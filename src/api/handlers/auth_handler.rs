//! Authentication handlers.

use axum::{extract::State, response::Json, routing::post, Router};

use crate::api::extractors::JsonBody;
use crate::api::AppState;
use crate::domain::{Credentials, LoginResult};

/// Create authentication routes
pub fn auth_routes() -> Router<AppState> {
    Router::new().route("/login", post(login))
}

/// Log in with the demo account and get a placeholder token
///
/// Both outcomes are answered with HTTP 200; the result code in the body
/// tells them apart.
#[utoipa::path(
    post,
    path = "/api/login",
    tag = "Authentication",
    request_body = Credentials,
    responses(
        (status = 200, description = "Login outcome: code 200 with token, or code 400 without", body = LoginResult),
        (status = 400, description = "Body is not valid JSON")
    )
)]
pub async fn login(
    State(state): State<AppState>,
    JsonBody(credentials): JsonBody<Credentials>,
) -> Json<LoginResult> {
    let result = state.login_handler.handle(&credentials);
    tracing::debug!(code = result.code(), "login attempt handled");
    Json(result)
}

#[cfg(test)]
mod tests {
    use std::sync::Arc;

    use axum::{
        body::{to_bytes, Body},
        http::{header, Request, StatusCode},
    };
    use mockall::predicate::eq;
    use serde_json::Value;
    use tower::ServiceExt;

    use super::*;
    use crate::services::MockLoginHandler;

    fn app(handler: MockLoginHandler) -> Router {
        auth_routes().with_state(AppState::new(Arc::new(handler)))
    }

    fn post_login(body: &'static str) -> Request<Body> {
        Request::builder()
            .method("POST")
            .uri("/login")
            .header(header::CONTENT_TYPE, "application/json")
            .body(Body::from(body))
            .unwrap()
    }

    #[tokio::test]
    async fn test_login_delegates_to_handler() {
        let mut handler = MockLoginHandler::new();
        handler
            .expect_handle()
            .with(eq(Credentials::new("alice", "secret")))
            .times(1)
            .returning(|_| LoginResult::succeeded());

        let response = app(handler)
            .oneshot(post_login(r#"{"username":"alice","password":"secret"}"#))
            .await
            .unwrap();

        assert_eq!(response.status(), StatusCode::OK);
        let body = to_bytes(response.into_body(), usize::MAX).await.unwrap();
        let json: Value = serde_json::from_slice(&body).unwrap();
        assert_eq!(json["code"], 200);
        assert_eq!(json["token"], "mock-jwt-token-for-demo");
    }

    #[tokio::test]
    async fn test_rejection_is_still_http_ok() {
        let mut handler = MockLoginHandler::new();
        handler
            .expect_handle()
            .returning(|_| LoginResult::invalid_credentials());

        let response = app(handler).oneshot(post_login("{}")).await.unwrap();

        assert_eq!(response.status(), StatusCode::OK);
        let body = to_bytes(response.into_body(), usize::MAX).await.unwrap();
        let json: Value = serde_json::from_slice(&body).unwrap();
        assert_eq!(json["code"], 400);
        assert!(json.get("token").is_none());
    }

    #[tokio::test]
    async fn test_malformed_body_never_reaches_handler() {
        let mut handler = MockLoginHandler::new();
        handler.expect_handle().never();

        let response = app(handler)
            .oneshot(post_login(r#"{"username":"admin","#))
            .await
            .unwrap();

        assert_eq!(response.status(), StatusCode::BAD_REQUEST);
        let body = to_bytes(response.into_body(), usize::MAX).await.unwrap();
        let json: Value = serde_json::from_slice(&body).unwrap();
        assert_eq!(json["code"], 400);
        assert!(json["msg"].is_string());
    }
}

Aim of the exercise ::
Look above for the line with "use crate::services::MockLoginHandler;" and the line with "assert_eq!(response.status(), StatusCode::BAD_REQUEST);". Retype those two lines and every line between them exactly, adding nothing.

Reply to the task ::
    use crate::services::MockLoginHandler;

    fn app(handler: MockLoginHandler) -> Router {
        auth_routes().with_state(AppState::new(Arc::new(handler)))
    }

    fn post_login(body: &'static str) -> Request<Body> {
        Request::builder()
            .method("POST")
            .uri("/login")
            .header(header::CONTENT_TYPE, "application/json")
            .body(Body::from(body))
            .unwrap()
    }

    #[tokio::test]
    async fn test_login_delegates_to_handler() {
        let mut handler = MockLoginHandler::new();
        handler
            .expect_handle()
            .with(eq(Credentials::new("alice", "secret")))
            .times(1)
            .returning(|_| LoginResult::succeeded());

        let response = app(handler)
            .oneshot(post_login(r#"{"username":"alice","password":"secret"}"#))
            .await
            .unwrap();

        assert_eq!(response.status(), StatusCode::OK);
        let body = to_bytes(response.into_body(), usize::MAX).await.unwrap();
        let json: Value = serde_json::from_slice(&body).unwrap();
        assert_eq!(json["code"], 200);
        assert_eq!(json["token"], "mock-jwt-token-for-demo");
    }

    #[tokio::test]
    async fn test_rejection_is_still_http_ok() {
        let mut handler = MockLoginHandler::new();
        handler
            .expect_handle()
            .returning(|_| LoginResult::invalid_credentials());

        let response = app(handler).oneshot(post_login("{}")).await.unwrap();

        assert_eq!(response.status(), StatusCode::OK);
        let body = to_bytes(response.into_body(), usize::MAX).await.unwrap();
        let json: Value = serde_json::from_slice(&body).unwrap();
        assert_eq!(json["code"], 400);
        assert!(json.get("token").is_none());
    }

    #[tokio::test]
    async fn test_malformed_body_never_reaches_handler() {
        let mut handler = MockLoginHandler::new();
        handler.expect_handle().never();

        let response = app(handler)
            .oneshot(post_login(r#"{"username":"admin","#))
            .await
            .unwrap();

        assert_eq!(response.status(), StatusCode::BAD_REQUEST);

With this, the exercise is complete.